● **Problem requirements**: Write out the data below exactly, from its first line to the line containing "current tick number.", that line included.
BEGIN Dataset excerpts
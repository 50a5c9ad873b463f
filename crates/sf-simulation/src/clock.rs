/// Tracks simulation time: a monotonic tick counter and elapsed seconds.
#[derive(Debug, Clone, Default)]
pub struct SimClock {
    tick: u64,
    elapsed: f64,
}

impl SimClock {
    /// Create a clock at tick 0.
    pub fn new() -> Self {
        Self::default()
    }

    /// Advance the clock by one frame of `dt` seconds. Returns the new tick number.
    pub fn advance(&mut self, dt: f32) -> u64 {
        self.tick += 1;
        self.elapsed += f64::from(dt.max(0.0));
        self.tick
    }

    /// Return the current tick number.
    pub fn tick(&self) -> u64 {
        self.tick
    }

    /// Seconds simulated since the clock was created.
    pub fn elapsed(&self) -> f64 {
        self.elapsed
    }
}
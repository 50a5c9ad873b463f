//! Swarmfall window: macroquad entry point.
//!
//! Usage: `sf-gui [--levels <manifest.json>] [--seed <n>]`

use std::path::PathBuf;

use macroquad::prelude::*;
use sf_simulation::{ImageMapSource, LevelManifest, SimConfig, Simulation};
use tracing_subscriber::EnvFilter;

use sf_gui::input::{handle_pointer, level_key, quit_pressed};
use sf_gui::scene::{draw_entities, draw_hud, draw_tiles};
use sf_gui::theme::{LETTERBOX, Viewport};

/// Longest frame the simulation is stepped by; slower frames run in slow motion.
const MAX_FRAME: f32 = 0.1;

fn window_conf() -> Conf {
    Conf {
        window_title: "Swarmfall".to_owned(),
        window_width: 1280,
        window_height: 720,
        window_resizable: true,
        ..Default::default()
    }
}

/// Value following `flag` on the command line.
fn arg_value(args: &[String], flag: &str) -> Option<String> {
    args.windows(2).find(|w| w[0] == flag).map(|w| w[1].clone())
}

fn start(args: &[String]) -> Result<Simulation, String> {
    let manifest = arg_value(args, "--levels")
        .map(PathBuf::from)
        .unwrap_or_else(|| PathBuf::from("levels/levels.json"));
    let seed = match arg_value(args, "--seed") {
        Some(raw) => raw.parse().map_err(|e| format!("bad seed '{raw}': {e}"))?,
        None => SimConfig::default().seed,
    };
    let levels = LevelManifest::load(&manifest).map_err(|e| e.to_string())?;
    Simulation::new(SimConfig::default().with_seed(seed), levels.levels, ImageMapSource)
        .map_err(|e| e.to_string())
}

#[macroquad::main(window_conf)]
async fn main() {
    tracing_subscriber::fmt()
        .with_env_filter(EnvFilter::try_from_default_env().unwrap_or_else(|_| EnvFilter::new("info")))
        .init();

    let args: Vec<String> = std::env::args().collect();
    let mut sim = match start(&args) {
        Ok(sim) => sim,
        Err(e) => {
            tracing::error!(error = %e, "cannot start");
            return;
        }
    };

    loop {
        if quit_pressed() {
            break;
        }

        let size = sim.world().tiles().world_size();
        let viewport = Viewport::fit(size.x, size.y);

        if let Some(request) = level_key()
            && let Err(e) = sim.jump(request)
        {
            tracing::warn!(error = %e, %request, "level change failed");
        }
        handle_pointer(&mut sim, &viewport);

        if let Err(e) = sim.tick(get_frame_time().min(MAX_FRAME)) {
            tracing::error!(error = %e, "simulation stopped");
            break;
        }

        clear_background(LETTERBOX);
        viewport.apply();
        let (world_w, world_h) = viewport.world_size();
        draw_tiles(&sim);
        draw_entities(&sim);
        draw_hud(&sim, world_w, world_h);

        next_frame().await;
    }
}
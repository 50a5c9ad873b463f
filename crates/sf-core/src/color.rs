use serde::{Deserialize, Serialize};

/// An 8-bit RGBA colour.
#[derive(Debug, Clone, Copy, PartialEq, Eq, Hash, Default, Serialize, Deserialize)]
pub struct Rgba {
    /// Red channel.
    pub r: u8,
    /// Green channel.
    pub g: u8,
    /// Blue channel.
    pub b: u8,
    /// Alpha channel.
    pub a: u8,
}

impl Rgba {
    /// Opaque white.
    pub const WHITE: Rgba = Rgba::new(255, 255, 255, 255);
    /// Opaque black.
    pub const BLACK: Rgba = Rgba::new(0, 0, 0, 255);
    /// Fully transparent white.
    pub const CLEAR_WHITE: Rgba = Rgba::new(255, 255, 255, 0);
    /// Fully transparent yellow.
    pub const CLEAR_YELLOW: Rgba = Rgba::new(255, 255, 0, 0);

    /// Build a colour from its channels.
    pub const fn new(r: u8, g: u8, b: u8, a: u8) -> Self {
        Self { r, g, b, a }
    }

    /// Build a colour from `0xRRGGBBAA`.
    pub const fn from_hex(hex: u32) -> Self {
        Self {
            r: (hex >> 24) as u8,
            g: (hex >> 16) as u8,
            b: (hex >> 8) as u8,
            a: hex as u8,
        }
    }

    /// Pack into `0xRRGGBBAA`.
    pub const fn to_hex(self) -> u32 {
        ((self.r as u32) << 24) | ((self.g as u32) << 16) | ((self.b as u32) << 8) | self.a as u32
    }

    /// Channel-wise linear blend; `t` is clamped to `0.0..=1.0`.
    pub fn lerp(self, other: Rgba, t: f32) -> Rgba {
        let t = t.clamp(0.0, 1.0);
        let mix = |a: u8, b: u8| (a as f32 + (b as f32 - a as f32) * t).round() as u8;
        Rgba {
            r: mix(self.r, other.r),
            g: mix(self.g, other.g),
            b: mix(self.b, other.b),
            a: mix(self.a, other.a),
        }
    }

    /// Channels as `0.0..=1.0` floats, in RGBA order.
    pub fn to_f32(self) -> [f32; 4] {
        [
            self.r as f32 / 255.0,
            self.g as f32 / 255.0,
            self.b as f32 / 255.0,
            self.a as f32 / 255.0,
        ]
    }
}
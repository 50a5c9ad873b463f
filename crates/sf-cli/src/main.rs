//! CLI frontend for the Swarmfall simulation kernel.

mod commands;

use std::path::PathBuf;
use std::process;

use clap::{Parser, Subcommand};
use tracing_subscriber::EnvFilter;

#[derive(Parser)]
#[command(
    name = "sf",
    about = "Swarmfall: run and inspect tower-defense levels headlessly",
    version,
    propagate_version = true
)]
struct Cli {
    #[command(subcommand)]
    command: Commands,
}

#[derive(Subcommand)]
enum Commands {
    /// Run a level from a manifest without a window
    Simulate {
        /// Level manifest (JSON)
        manifest: PathBuf,

        /// Index of the level to start on
        #[arg(short, long, default_value = "0")]
        level: usize,

        /// Number of frames to simulate
        #[arg(short, long, default_value = "600")]
        ticks: u64,

        /// Seconds per frame
        #[arg(long, default_value = "0.0166667")]
        dt: f32,

        /// RNG seed for deterministic simulation
        #[arg(short, long, default_value = "42")]
        seed: u64,

        /// Spend inventory every frame on placeable tiles, round-robin
        #[arg(short, long)]
        auto_place: bool,

        /// JSON file overriding simulation defaults
        #[arg(short, long)]
        config: Option<PathBuf>,

        /// Show all events (not just summary)
        #[arg(short, long)]
        verbose: bool,
    },

    /// Decode a map image and show what it contains
    Inspect {
        /// Map image (PNG)
        map: PathBuf,

        /// Tile edge length in pixels
        #[arg(long, default_value = "60")]
        tile_size: f32,
    },

    /// List the levels of a manifest
    Levels {
        /// Level manifest (JSON)
        manifest: PathBuf,
    },
}

fn main() {
    tracing_subscriber::fmt()
        .with_env_filter(EnvFilter::try_from_default_env().unwrap_or_else(|_| EnvFilter::new("warn")))
        .with_writer(std::io::stderr)
        .init();

    let cli = Cli::parse();

    let result = match cli.command {
        Commands::Simulate {
            manifest,
            level,
            ticks,
            dt,
            seed,
            auto_place,
            config,
            verbose,
        } => commands::simulate::run(&commands::simulate::Options {
            manifest,
            level,
            ticks,
            dt,
            seed,
            auto_place,
            config,
            verbose,
        }),
        Commands::Inspect { map, tile_size } => commands::inspect::run(&map, tile_size),
        Commands::Levels { manifest } => commands::levels::run(&manifest),
    };

    if let Err(e) = result {
        eprintln!("error: {e}");
        process::exit(1);
    }
}
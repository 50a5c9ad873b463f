use std::path::Path;

use colored::Colorize;
use comfy_table::{ContentArrangement, Table};

pub fn run(manifest: &Path) -> Result<(), String> {
    let manifest = super::load_manifest(manifest)?;

    let mut table = Table::new();
    table.set_content_arrangement(ContentArrangement::Dynamic);
    table.set_header(vec!["#", "Map", "Minions", "Description", "Status"]);

    let mut missing = 0;
    for (index, level) in manifest.levels.iter().enumerate() {
        let status = if level.map.is_file() {
            "ok".green().to_string()
        } else {
            missing += 1;
            "missing".red().to_string()
        };
        let description = if level.description.is_empty() {
            "-".to_string()
        } else {
            level.description.clone()
        };
        table.add_row(vec![
            (index + 1).to_string(),
            level.map.display().to_string(),
            level.starting_minions.to_string(),
            description,
            status,
        ]);
    }

    println!("{table}");
    println!();
    println!("  {} levels", manifest.levels.len());

    if missing > 0 {
        return Err(format!("{missing} map file(s) missing"));
    }
    Ok(())
}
END Dataset excerpts
● **Worked solution**:
repository 50a5c9ad873b463f
filename crates/sf-simulation/src/clock.rs
/// Tracks simulation time: a monotonic tick counter and elapsed seconds.
#[derive(Debug, Clone, Default)]
pub struct SimClock {
    tick: u64,
    elapsed: f64,
}

impl SimClock {
    /// Create a clock at tick 0.
    pub fn new() -> Self {
        Self::default()
    }

    /// Advance the clock by one frame of `dt` seconds. Returns the new tick number.
    pub fn advance(&mut self, dt: f32) -> u64 {
        self.tick += 1;
        self.elapsed += f64::from(dt.max(0.0));
        self.tick
    }

    /// Return the current tick number.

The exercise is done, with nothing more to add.